_Exercise requirements_
Search the records for "stages". Copy every line where it appears.

[Recorded data]

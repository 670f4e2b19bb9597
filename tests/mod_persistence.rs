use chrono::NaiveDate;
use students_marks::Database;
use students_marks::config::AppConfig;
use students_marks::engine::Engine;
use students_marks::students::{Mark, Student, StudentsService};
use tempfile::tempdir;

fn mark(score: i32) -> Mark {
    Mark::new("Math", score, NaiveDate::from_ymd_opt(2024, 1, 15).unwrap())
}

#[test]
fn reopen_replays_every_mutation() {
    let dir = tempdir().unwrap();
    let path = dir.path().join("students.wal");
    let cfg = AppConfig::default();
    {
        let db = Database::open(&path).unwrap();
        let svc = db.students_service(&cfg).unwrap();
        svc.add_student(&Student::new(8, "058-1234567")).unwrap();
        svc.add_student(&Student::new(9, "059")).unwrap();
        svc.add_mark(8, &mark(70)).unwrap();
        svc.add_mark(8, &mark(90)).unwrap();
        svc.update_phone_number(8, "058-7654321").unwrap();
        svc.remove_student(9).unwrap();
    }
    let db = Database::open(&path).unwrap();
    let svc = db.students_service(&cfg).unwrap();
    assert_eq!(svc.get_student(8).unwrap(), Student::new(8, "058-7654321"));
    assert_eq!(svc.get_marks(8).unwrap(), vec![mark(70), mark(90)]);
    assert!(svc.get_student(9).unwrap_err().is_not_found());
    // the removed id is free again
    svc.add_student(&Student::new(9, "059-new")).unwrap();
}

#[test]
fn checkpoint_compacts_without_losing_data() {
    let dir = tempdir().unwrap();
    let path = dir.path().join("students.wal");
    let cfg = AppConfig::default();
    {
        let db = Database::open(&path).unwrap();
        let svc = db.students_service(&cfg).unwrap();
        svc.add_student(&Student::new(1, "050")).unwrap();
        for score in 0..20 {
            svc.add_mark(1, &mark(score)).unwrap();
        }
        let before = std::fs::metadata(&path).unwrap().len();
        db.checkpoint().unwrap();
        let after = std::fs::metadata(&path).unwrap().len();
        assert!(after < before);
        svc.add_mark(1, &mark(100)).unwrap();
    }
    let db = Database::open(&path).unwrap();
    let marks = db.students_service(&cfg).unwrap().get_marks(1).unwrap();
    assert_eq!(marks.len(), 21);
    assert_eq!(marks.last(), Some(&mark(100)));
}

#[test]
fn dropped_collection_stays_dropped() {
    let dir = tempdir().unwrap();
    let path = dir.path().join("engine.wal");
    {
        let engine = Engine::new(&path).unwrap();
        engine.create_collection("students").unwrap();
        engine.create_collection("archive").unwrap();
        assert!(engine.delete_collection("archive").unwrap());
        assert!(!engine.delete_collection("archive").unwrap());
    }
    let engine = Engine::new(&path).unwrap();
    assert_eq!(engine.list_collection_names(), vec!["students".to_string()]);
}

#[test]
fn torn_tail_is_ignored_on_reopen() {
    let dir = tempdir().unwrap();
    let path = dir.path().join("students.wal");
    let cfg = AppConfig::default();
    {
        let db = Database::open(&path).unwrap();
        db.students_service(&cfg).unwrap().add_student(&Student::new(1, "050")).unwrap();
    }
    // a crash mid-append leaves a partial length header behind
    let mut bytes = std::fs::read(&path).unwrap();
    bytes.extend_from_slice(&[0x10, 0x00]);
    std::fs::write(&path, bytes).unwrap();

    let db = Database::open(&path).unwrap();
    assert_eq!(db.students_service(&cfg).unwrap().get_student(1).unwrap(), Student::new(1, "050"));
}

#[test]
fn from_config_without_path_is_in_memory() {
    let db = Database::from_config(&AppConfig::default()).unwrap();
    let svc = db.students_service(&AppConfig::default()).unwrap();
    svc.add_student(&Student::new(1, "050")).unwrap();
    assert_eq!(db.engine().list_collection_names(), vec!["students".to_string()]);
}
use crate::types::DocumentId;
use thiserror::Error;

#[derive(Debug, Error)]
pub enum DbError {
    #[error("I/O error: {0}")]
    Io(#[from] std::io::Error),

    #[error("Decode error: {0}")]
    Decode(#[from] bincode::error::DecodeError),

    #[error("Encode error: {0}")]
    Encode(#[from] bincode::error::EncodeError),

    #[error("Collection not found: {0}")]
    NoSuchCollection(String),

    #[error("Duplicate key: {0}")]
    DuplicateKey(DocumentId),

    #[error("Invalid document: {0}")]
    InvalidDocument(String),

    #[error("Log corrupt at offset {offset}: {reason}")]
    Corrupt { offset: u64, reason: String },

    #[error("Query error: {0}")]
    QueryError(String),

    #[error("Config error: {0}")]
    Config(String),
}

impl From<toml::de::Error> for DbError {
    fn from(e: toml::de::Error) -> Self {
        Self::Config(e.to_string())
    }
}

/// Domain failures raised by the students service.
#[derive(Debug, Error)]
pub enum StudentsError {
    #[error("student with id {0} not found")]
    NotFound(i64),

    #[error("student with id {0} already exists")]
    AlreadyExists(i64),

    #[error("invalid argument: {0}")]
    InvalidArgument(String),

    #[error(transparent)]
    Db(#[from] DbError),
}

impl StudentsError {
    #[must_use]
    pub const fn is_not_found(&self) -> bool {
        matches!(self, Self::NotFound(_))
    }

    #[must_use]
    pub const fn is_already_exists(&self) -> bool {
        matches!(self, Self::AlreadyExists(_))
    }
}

* * *

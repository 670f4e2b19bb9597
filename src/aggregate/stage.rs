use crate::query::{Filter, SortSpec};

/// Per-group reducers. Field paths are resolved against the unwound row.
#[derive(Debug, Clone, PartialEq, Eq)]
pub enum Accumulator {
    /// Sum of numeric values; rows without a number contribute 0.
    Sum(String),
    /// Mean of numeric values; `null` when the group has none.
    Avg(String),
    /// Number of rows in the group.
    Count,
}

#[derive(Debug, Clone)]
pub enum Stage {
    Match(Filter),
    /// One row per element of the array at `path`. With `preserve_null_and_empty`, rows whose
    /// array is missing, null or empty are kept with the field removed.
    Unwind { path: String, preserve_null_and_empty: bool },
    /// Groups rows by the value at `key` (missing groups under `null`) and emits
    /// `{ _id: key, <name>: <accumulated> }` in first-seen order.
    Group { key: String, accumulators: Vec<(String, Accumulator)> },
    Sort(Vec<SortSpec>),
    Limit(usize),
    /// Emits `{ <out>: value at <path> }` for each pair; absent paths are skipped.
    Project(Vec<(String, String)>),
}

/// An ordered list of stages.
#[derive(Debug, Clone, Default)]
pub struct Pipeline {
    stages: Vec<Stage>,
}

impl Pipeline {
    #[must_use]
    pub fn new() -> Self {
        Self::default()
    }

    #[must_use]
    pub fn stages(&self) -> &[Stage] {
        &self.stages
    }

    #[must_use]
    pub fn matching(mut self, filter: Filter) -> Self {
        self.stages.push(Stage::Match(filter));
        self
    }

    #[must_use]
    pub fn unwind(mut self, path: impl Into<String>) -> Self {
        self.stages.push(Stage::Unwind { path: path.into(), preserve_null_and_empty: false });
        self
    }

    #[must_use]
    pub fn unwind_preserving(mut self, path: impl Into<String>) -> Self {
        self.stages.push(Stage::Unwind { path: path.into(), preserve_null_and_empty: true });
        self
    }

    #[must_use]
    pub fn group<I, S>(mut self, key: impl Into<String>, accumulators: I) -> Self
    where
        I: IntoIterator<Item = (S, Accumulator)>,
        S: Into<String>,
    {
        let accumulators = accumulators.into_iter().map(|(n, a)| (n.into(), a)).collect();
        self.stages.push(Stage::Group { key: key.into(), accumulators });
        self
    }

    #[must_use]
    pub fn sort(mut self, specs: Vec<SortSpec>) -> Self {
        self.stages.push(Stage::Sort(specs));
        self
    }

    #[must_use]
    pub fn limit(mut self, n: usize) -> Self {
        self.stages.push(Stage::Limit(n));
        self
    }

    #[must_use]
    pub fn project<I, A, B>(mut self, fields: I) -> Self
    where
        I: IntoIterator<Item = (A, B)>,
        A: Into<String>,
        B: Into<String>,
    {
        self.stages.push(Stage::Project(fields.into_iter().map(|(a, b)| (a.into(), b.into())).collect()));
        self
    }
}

_Written reply_
/// An ordered list of stages.
    stages: Vec<Stage>,
    pub fn stages(&self) -> &[Stage] {
        &self.stages
        self.stages.push(Stage::Match(filter));
        self.stages.push(Stage::Unwind { path: path.into(), preserve_null_and_empty: false });
        self.stages.push(Stage::Unwind { path: path.into(), preserve_null_and_empty: true });
        self.stages.push(Stage::Group { key: key.into(), accumulators });
        self.stages.push(Stage::Sort(specs));
        self.stages.push(Stage::Limit(n));
        self.stages.push(Stage::Project(fields.into_iter().map(|(a, b)| (a.into(), b.into())).collect()));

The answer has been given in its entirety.